Overview
There have been few clinical trials on ASA for the treatment of knee osteoarthritis, and there is currently no literature reporting the optimal treatment dosage. Non-surgical treatment options include braces, weight loss, lifestyle changes, oral pain relievers, and intra-articular injections. Recently, placental-derived tissues have gradually been applied in the treatment of knee osteoarthritis. These tissues were initially used primarily for burns, ulcers, and wounds that are difficult to heal, but have now begun to be utilized in the orthopedic field. They have been proven to contain various anti-inflammatory cytokines and growth factors, which can reduce inflammation associated with arthritis. Reducing inflammation not only alleviates the pain of knee osteoarthritis but also improves patients' quality of life. The purpose of this study is to compare the therapeutic effects of amniotic suspension allograft (ASA), hyaluronic acid (HA), and saline on knee osteoarthritis and to examine whether there is a dose-response relationship with ASA injections.
Description
According to statistics from the Ministry of Health and Welfare, the prevalence of knee osteoarthritis in Taiwan is approximately 15%. The main causes of the disease include overuse of joint cartilage and abnormal synovial fluid secretion, which impair joint mobility and cause symptoms like pain, swelling, and warmth. In severe cases, bone spurs and joint deformities can develop, further limiting mobility. Non-surgical treatment options for knee osteoarthritis currently include the use of braces, weight loss, lifestyle changes, oral pain relievers, and intra-articular injections, with only a small number of patients requiring surgery due to severe joint cartilage wear. In terms of injection treatments, given the limited efficacy of traditional corticosteroid and HA injections for knee osteoarthritis, an increasing number of physicians are using platelet-rich plasma (PRP) injections. Numerous clinical trials have supported this treatment option1-3. However, the effectiveness of PRP treatment is partly dependent on the quality of the patient's blood. If the patient has poor blood quality (e.g., due to old age, multiple chronic diseases, autoimmune disorders, or use of anticoagulants), the efficacy of PRP injections will be significantly reduced.

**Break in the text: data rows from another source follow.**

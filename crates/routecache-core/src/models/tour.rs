//! Mobile tour API types.
//!
//! The tour endpoints use the backend's Spanish field names; the Rust side
//! uses English names and renames on the wire.

use std::fmt;

use chrono::NaiveDate;
use serde::{Deserialize, Serialize};

use super::package::Coordinates;

/// A driver's tour for one day: packages plus the precomputed route.
#[derive(Debug, Clone, PartialEq, Serialize, Deserialize)]
#[cfg_attr(feature = "ts", derive(ts_rs::TS))]
#[cfg_attr(feature = "ts", ts(export))]
pub struct Tour {
    #[serde(rename = "paquetes", default)]
    pub packages: Vec<MobilePackage>,
    #[serde(rename = "rutaOptimizada", default)]
    pub optimized_route: Option<OptimizedRoute>,
    #[serde(rename = "estadisticas", default)]
    pub stats: Option<TourStats>,
}

#[derive(Debug, Clone, PartialEq, Serialize, Deserialize)]
#[cfg_attr(feature = "ts", derive(ts_rs::TS))]
#[cfg_attr(feature = "ts", ts(export))]
pub struct MobilePackage {
    pub id: String,
    #[serde(rename = "refColis")]
    pub ref_colis: String,
    #[serde(rename = "coordenadas")]
    pub coordinates: Coordinates,
    #[serde(rename = "direccion")]
    pub address: String,
    #[serde(rename = "estado")]
    pub status: String,
    #[serde(rename = "prioridad")]
    pub priority: String,
    #[serde(rename = "tipoEntrega")]
    pub delivery_type: String,
}

/// Route computed by the backend. Consumed as-is.
#[derive(Debug, Clone, PartialEq, Serialize, Deserialize)]
#[cfg_attr(feature = "ts", derive(ts_rs::TS))]
#[cfg_attr(feature = "ts", ts(export))]
pub struct OptimizedRoute {
    #[serde(rename = "coordenadasRuta", default)]
    pub route_coordinates: Vec<Coordinates>,
    /// Kilometres
    #[serde(rename = "distanciaTotal")]
    pub total_distance: f64,
    /// Minutes
    #[serde(rename = "tiempoEstimado")]
    pub estimated_minutes: i32,
}

#[derive(Debug, Clone, Copy, PartialEq, Eq, Serialize, Deserialize)]
#[cfg_attr(feature = "ts", derive(ts_rs::TS))]
#[cfg_attr(feature = "ts", ts(export))]
pub struct TourStats {
    #[serde(rename = "totalPaquetes")]
    pub total_packages: u32,
    #[serde(rename = "paquetesEntregados")]
    pub delivered_packages: u32,
    #[serde(rename = "paquetesPendientes")]
    pub pending_packages: u32,
}

/// Delivery state reported back to the backend.
#[derive(Debug, Clone, Copy, PartialEq, Eq, Serialize, Deserialize)]
#[cfg_attr(feature = "ts", derive(ts_rs::TS))]
#[cfg_attr(feature = "ts", ts(export))]
pub enum DeliveryStatus {
    #[serde(rename = "Entregado")]
    Delivered,
    #[serde(rename = "Fallido")]
    Failed,
    #[serde(rename = "En camino")]
    InTransit,
}

impl DeliveryStatus {
    pub fn as_str(&self) -> &'static str {
        match self {
            DeliveryStatus::Delivered => "Entregado",
            DeliveryStatus::Failed => "Fallido",
            DeliveryStatus::InTransit => "En camino",
        }
    }

    pub fn parse(s: &str) -> Option<Self> {
        match s.to_ascii_lowercase().as_str() {
            "entregado" | "delivered" => Some(DeliveryStatus::Delivered),
            "fallido" | "failed" => Some(DeliveryStatus::Failed),
            "en camino" | "in-transit" | "in_transit" => Some(DeliveryStatus::InTransit),
            _ => None,
        }
    }
}

impl fmt::Display for DeliveryStatus {
    fn fmt(&self, f: &mut fmt::Formatter<'_>) -> fmt::Result {
        f.write_str(self.as_str())
    }
}

#[derive(Debug, Clone, PartialEq, Eq, Serialize)]
pub struct StatusUpdate {
    #[serde(rename = "packageId")]
    pub package_id: String,
    pub status: DeliveryStatus,
    #[serde(skip_serializing_if = "Option::is_none")]
    pub notes: Option<String>,
}

impl StatusUpdate {
    pub fn new(package_id: impl Into<String>, status: DeliveryStatus) -> Self {
        Self {
            package_id: package_id.into(),
            status,
            notes: None,
        }
    }

    pub fn with_notes(mut self, notes: impl Into<String>) -> Self {
        self.notes = Some(notes.into());
        self
    }
}

// ============================================================================
// Wire types
// ============================================================================

#[derive(Debug, Serialize)]
pub struct TourRequest<'a> {
    #[serde(rename = "driverId")]
    pub driver_id: &'a str,
    pub date: NaiveDate,
}

#[derive(Debug, Deserialize)]
pub struct TourResponse {
    #[serde(default)]
    pub success: bool,
    #[serde(default)]
    pub data: Option<Tour>,
    #[serde(default)]
    pub message: Option<String>,
}

#[derive(Debug, Deserialize)]
pub struct StatusUpdateResponse {
    #[serde(default)]
    pub success: bool,
    #[serde(default)]
    pub message: Option<String>,
}

#[derive(Debug, Deserialize)]
pub struct MobileStatsResponse {
    #[serde(default)]
    pub success: bool,
    #[serde(default)]
    pub data: Option<TourStats>,
    #[serde(default)]
    pub message: Option<String>,
}
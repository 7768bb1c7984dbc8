use chrono::{DateTime, Utc};
use serde::{Deserialize, Serialize};

/// A delivery company (societe) drivers can authenticate under.
#[derive(Debug, Clone, PartialEq, Eq, Serialize, Deserialize)]
#[cfg_attr(feature = "ts", derive(ts_rs::TS))]
#[cfg_attr(feature = "ts", ts(export))]
pub struct Company {
    pub code: String,
    pub name: String,
    #[serde(default, skip_serializing_if = "Option::is_none")]
    pub description: Option<String>,
}

/// The full company list as of one fetch.
#[derive(Debug, Clone, PartialEq, Eq, Serialize, Deserialize)]
#[cfg_attr(feature = "ts", derive(ts_rs::TS))]
#[cfg_attr(feature = "ts", ts(export))]
pub struct CompanyDirectory {
    pub companies: Vec<Company>,
    #[cfg_attr(feature = "ts", ts(type = "string"))]
    pub fetched_at: DateTime<Utc>,
}

impl CompanyDirectory {
    pub fn new(companies: Vec<Company>, fetched_at: DateTime<Utc>) -> Self {
        Self {
            companies,
            fetched_at,
        }
    }

    pub fn find(&self, code: &str) -> Option<&Company> {
        self.companies.iter().find(|c| c.code == code)
    }

    pub fn len(&self) -> usize {
        self.companies.len()
    }

    pub fn is_empty(&self) -> bool {
        self.companies.is_empty()
    }
}

/// The company the driver committed to on the selection screen.
#[derive(Debug, Clone, PartialEq, Eq, Serialize, Deserialize)]
#[cfg_attr(feature = "ts", derive(ts_rs::TS))]
#[cfg_attr(feature = "ts", ts(export))]
pub struct SelectedCompany {
    pub name: String,
    pub code: String,
}

impl SelectedCompany {
    pub fn new(name: impl Into<String>, code: impl Into<String>) -> Self {
        Self {
            name: name.into(),
            code: code.into(),
        }
    }
}

impl From<&Company> for SelectedCompany {
    fn from(company: &Company) -> Self {
        Self::new(company.name.clone(), company.code.clone())
    }
}

#[derive(Debug, Deserialize)]
pub struct CompanyListResponse {
    #[serde(default)]
    pub success: bool,
    #[serde(default)]
    pub companies: Vec<Company>,
    #[serde(default)]
    pub message: Option<String>,
}
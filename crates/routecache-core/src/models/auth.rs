use std::fmt;

use serde::{Deserialize, Serialize};

use super::wire::ErrorData;

/// What the driver types on the login screen. Never persisted.
#[derive(Clone, PartialEq, Eq)]
pub struct Credentials {
    pub username: String,
    pub password: String,
    pub company_code: String,
}

impl Credentials {
    pub fn new(
        username: impl Into<String>,
        password: impl Into<String>,
        company_code: impl Into<String>,
    ) -> Self {
        Self {
            username: username.into(),
            password: password.into(),
            company_code: company_code.into(),
        }
    }
}

impl fmt::Debug for Credentials {
    fn fmt(&self, f: &mut fmt::Formatter<'_>) -> fmt::Result {
        f.debug_struct("Credentials")
            .field("username", &self.username)
            .field("password", &"********")
            .field("company_code", &self.company_code)
            .finish()
    }
}

/// Result of a login call as the backend reported it.
#[derive(Debug, Clone, PartialEq, Eq)]
pub struct LoginOutcome {
    pub success: bool,
    pub matricule: String,
    pub token: String,
    pub error_message: Option<String>,
    pub error_code: Option<String>,
}

impl From<LoginResponse> for LoginOutcome {
    fn from(response: LoginResponse) -> Self {
        let (error_message, error_code) = match response.error {
            Some(error) => (Some(error.message), error.code),
            None => (None, None),
        };
        let (matricule, token) = response
            .authentication
            .map(|auth| (auth.matricule, auth.token))
            .unwrap_or_default();
        Self {
            success: response.success,
            matricule,
            token,
            error_message,
            error_code,
        }
    }
}

/// The logged-in driver.
#[derive(Debug, Clone, PartialEq, Eq, Serialize, Deserialize)]
#[cfg_attr(feature = "ts", derive(ts_rs::TS))]
#[cfg_attr(feature = "ts", ts(export))]
pub struct SessionIdentity {
    /// `<company_code>_<username>`
    pub full_username: String,
    pub company_code: String,
    pub matricule: String,
    /// Opaque bearer token. Empty when the identity came from the cache.
    pub token: String,
}

impl SessionIdentity {
    pub fn new(
        company_code: impl Into<String>,
        username: &str,
        matricule: impl Into<String>,
        token: impl Into<String>,
    ) -> Self {
        let company_code = company_code.into();
        Self {
            full_username: format!("{}_{}", company_code, username),
            company_code,
            matricule: matricule.into(),
            token: token.into(),
        }
    }

    /// The token, if this identity carries one.
    pub fn bearer_token(&self) -> Option<&str> {
        if self.token.is_empty() {
            None
        } else {
            Some(&self.token)
        }
    }
}

// ============================================================================
// Wire types
// ============================================================================

#[derive(Debug, Serialize)]
pub struct LoginRequest<'a> {
    pub username: &'a str,
    pub password: &'a str,
    pub societe: &'a str,
}

#[derive(Debug, Deserialize)]
pub struct LoginResponse {
    #[serde(default)]
    pub success: bool,
    #[serde(default)]
    pub authentication: Option<AuthData>,
    #[serde(default)]
    pub error: Option<ErrorData>,
}

#[derive(Debug, Deserialize)]
pub struct AuthData {
    #[serde(default)]
    pub matricule: String,
    #[serde(default)]
    pub token: String,
}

Recently, a highly promising treatment option-placental-derived tissues-has begun to be used for knee osteoarthritis. Historically, placental-derived tissues have been applied to burns, ulcers, and other difficult-to-heal wounds such as corneal ulcers4. More recently, these tissues have been applied in the orthopedic field5-7. These products come in several formulations, some containing pulverized tissues (amniotic membrane, chorion, or both), cells from amniotic fluid, amniotic fluid itself, or a combination of these components8. Placental tissues have been shown to contain a variety of anti-inflammatory cytokines, growth factors, and inhibitors, which are believed to reduce the inflammatory response associated with arthritis9,10. Reducing this inflammation can not only alleviate the pain of knee osteoarthritis but also improve the quality of life for patients.
Eligibility
Inclusion Criteria:
- Age between 18 and 80 years.
- Body mass index (BMI) less than 40 kg/m².
- Symptomatic knee osteoarthritis with X-ray evidence graded 2 or 3 on the Kellgren-Lawrence (KL) grading scale.
- Numerical Rating Scale (NRS) score (scale 1 to 10) for pain greater than 4 over the past 7 days.
- Able to walk independently or with the aid of a cane.
Exclusion Criteria:
- Pregnant women or women planning pregnancy.
- Regular use of anticoagulants.
- Use of pain medications (except acetaminophen) within 15 days prior to injection.
- History of substance abuse.
- Patients who take additional knee symptom-relief medications during the study must report it to the research team; failure to comply will result in exclusion.
- Corticosteroid or visco-supplementation injection into the affected knee within 3 months prior to enrollment.
- Knee surgery on the affected side within 12 months before enrollment, or surgery on the contralateral knee within 6 months before enrollment.
- History of organ or hematopoietic stem cell transplant. 11. Current use of immunosuppressive agents. 12. Diagnosis of cancer within the past 5 years (except for treated basal cell carcinoma).